Doctors remove Terri Schiavo's feeding tube after last-ditch congressional effort fails
With a furious legal and political battle raging outside her hospice room, doctors removed Terri Schiavo's feeding tube today after an unprecedented attempt by Congress to keep the brain-damaged woman alive was rebuffed.
The Associated Press
PINELLAS PARK, Fla. — With a furious legal and political battle raging outside her hospice room, doctors removed Terri Schiavo's feeding tube today after an unprecedented attempt by Congress to keep the brain-damaged woman alive was rebuffed.
Schiavo, 41, could take more than a week to die, provided no one intercedes and gets the tube reinserted — as happened twice before.
The move came after Republicans on Capitol Hill used their subpoena power to try demand that Schiavo be brought before a congressional hearing, saying removing the tube amounted to "barbarism." The attorney for Schiavo's husband shot back at a news conference, calling the subpoenas "nothing short of thuggery."
"It was odious, it was shocking, it was disgusting and I think all Americans should be very alarmed about that," George Felos said.

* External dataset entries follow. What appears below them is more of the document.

//! Selects the newest `upwork.*.log` file in a watched directory.

use std::fs;
use std::path::{Path, PathBuf};
use std::time::SystemTime;

const LOG_PREFIX: &str = "upwork.";
const LOG_SUFFIX: &str = ".log";

/// Returns `true` if `name` matches the fixed `upwork.*.log` glob.
pub fn is_candidate_log_name(name: &str) -> bool {
    name.starts_with(LOG_PREFIX) && name.ends_with(LOG_SUFFIX) && name.len() > LOG_PREFIX.len() + LOG_SUFFIX.len()
}

/// Scans `directory` for entries matching `upwork.*.log` and returns the one
/// with the greatest modification time, or `None` if no entry matches or the
/// directory cannot be read. Ties are broken arbitrarily (by directory
/// iteration order).
pub fn select_newest(directory: &Path) -> Option<PathBuf> {
    let entries = fs::read_dir(directory).ok()?;

    let mut newest: Option<(PathBuf, SystemTime)> = None;
    for entry in entries.flatten() {
        let path = entry.path();
        let Some(name) = path.file_name().and_then(|n| n.to_str()) else {
            continue;
        };
        if !is_candidate_log_name(name) {
            continue;
        }
        let Ok(metadata) = entry.metadata() else {
            continue;
        };
        let Ok(modified) = metadata.modified() else {
            continue;
        };
        let take = match &newest {
            None => true,
            Some((_, best)) => modified >= *best,
        };
        if take {
            newest = Some((path, modified));
        }
    }

    newest.map(|(path, _)| path)
}
use std::path::PathBuf;

/// Errors raised while loading the daemon's JSON configuration file.
#[derive(Debug, thiserror::Error)]
pub enum ConfigError {
    #[error("failed to read config file {path}: {source}")]
    Read {
        path: PathBuf,
        #[source]
        source: std::io::Error,
    },

    #[error("invalid json in config file {path}: {source}")]
    InvalidJson {
        path: PathBuf,
        #[source]
        source: serde_json::Error,
    },
}

/// Transient failures in the tailer. Always logged, never fatal.
#[derive(Debug, thiserror::Error)]
pub enum TailerError {
    #[error("failed to open log file {path}: {source}")]
    Open {
        path: PathBuf,
        #[source]
        source: std::io::Error,
    },

    #[error("failed to read log file {path}: {source}")]
    Read {
        path: PathBuf,
        #[source]
        source: std::io::Error,
    },

    #[error("failed to watch directory {path}: {source}")]
    Watch {
        path: PathBuf,
        #[source]
        source: notify::Error,
    },
}
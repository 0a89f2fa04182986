//! Library surface for `upwatchd`: the HTTP/WS front end, connection
//! registry, handshake, broadcaster and detection bridge. Split out from
//! `main` so integration tests can spin up a real router against an
//! ephemeral loopback port.

pub mod app;
pub mod detection;
pub mod errors;
pub mod websocket;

The judge presiding over the case ruled in the husband's favor early this afternoon and rejected the request from House attorneys to delay the removal, which he had previously ordered to take place at 1 p.m. EST. Felos said Michael Schiavo was at his wife's side shortly after the tube was disconnected.
The removal of the tube signals that an end may be near in a decade-long family feud between Schiavo's husband and her devoutly Roman Catholic parents, Bob and Mary Schindler. The parents have been trying to oust Michael Schiavo as their daughter's guardian and keep in place the tube that has kept her alive for more than 15 years.
Michael Schiavo says his wife told him she would not want to be kept alive artificially. Her parents dispute that, saying she could get better and that their daughter has laughed, cried, smiled and responded to their voices. Court-appointed physicians testified her brain damage was so severe that there was no hope she would ever have any cognitive abilities.
The family is still hoping for a long-shot legal victory to have the tube re-inserted.
Several right-to-die cases across the nation have been fought in the courts in recent years, but few, if any, have been this drawn-out and bitter.
The case has garnered attention around the world and served as a rallying cry for conservative Christian groups and anti-abortion activists, who flooded members of Congress and Florida legislators with messages seeking to keep Schiavo alive.
Outside Schiavo's hospice, about 30 people keeping vigil dropped to their knees in prayer when word spread of the judge's ruling calling for removal of the tube.
White House spokesman Scott McClellan said President Bush discussed the case with his brother, Florida Gov. Jeb Bush, and members of the state's congressional delegation during his swing through Florida today to discuss Social Security reform.
"We're continuing to monitor developments," McClellan said. "The president believes when there are serious questions or doubts in a case like this that the presumption ought to be in favor of life."
Gov. Jeb Bush said the judge's decision "breaks my heart" and noted that it often takes two decades for a death row inmate's appeals to go through the system.
"There's this rush to starve her to death," Bush said of Terri Schiavo.
But Rep. Henry Waxman of California, senior Democrat on the Government Reform Committee, called the subpoenas a "flagrant abuse of power" and said they amounted to Congress dictating the medical care Terri Schiavo should receive.
"Congress is turning the Schiavo family's personal tragedy into a national political farce," Waxman said.
Schiavo suffered severe brain damage in 1990 when a chemical imbalance apparently brought on by an eating disorder caused her heart to stop beating for a few minutes. She can breathe on her own, but has relied on the feeding and hydration tube to keep her alive.
Both sides accused each other of being motivated by greed over a $1 million medical malpractice award from doctors who failed to diagnose the chemical imbalance.
The Schindlers also said that Michael Schiavo wants their daughter dead so he can marry his longtime girlfriend, with whom he has young children. They have begged him to divorce their daughter, and let them care for her.
The tangled case has encompassed at least 19 judges in at least six different courts.
In 2001, Schiavo went without food and water for two days before a judge ordered the tube reinserted when a new witness surfaced.
When the tube was removed in October 2003, her parents and two siblings frantically sought intervention from Gov. Jeb Bush to stop her slow starvation. The governor pushed through "Terri's Law," and six days later the tube was reinserted.
That set off a new round of legal battles which culminated in September 2004 with the Florida Supreme Court ruling that Bush had overstepped his authority and declared the law unconstitutional.
The U.S. Supreme Court has been unwilling to hear arguments in the case.
On Feb. 25, Circuit Judge George Greer gave Michael Schiavo permission to order the removal of the feeding tube today.
"I have had no cogent reason why the (congressional) committee should intervene," Greer told attorneys in a conference call today, adding that last-minute action by Congress does not invalidate years of court rulings.
In Tallahassee, the Florida House on Thursday passed a bill to block the withholding of food and water from patients in a persistent vegetative state who did not leave specific instructions on their care. Hours later, however, the Senate defeated a different measure 21-16.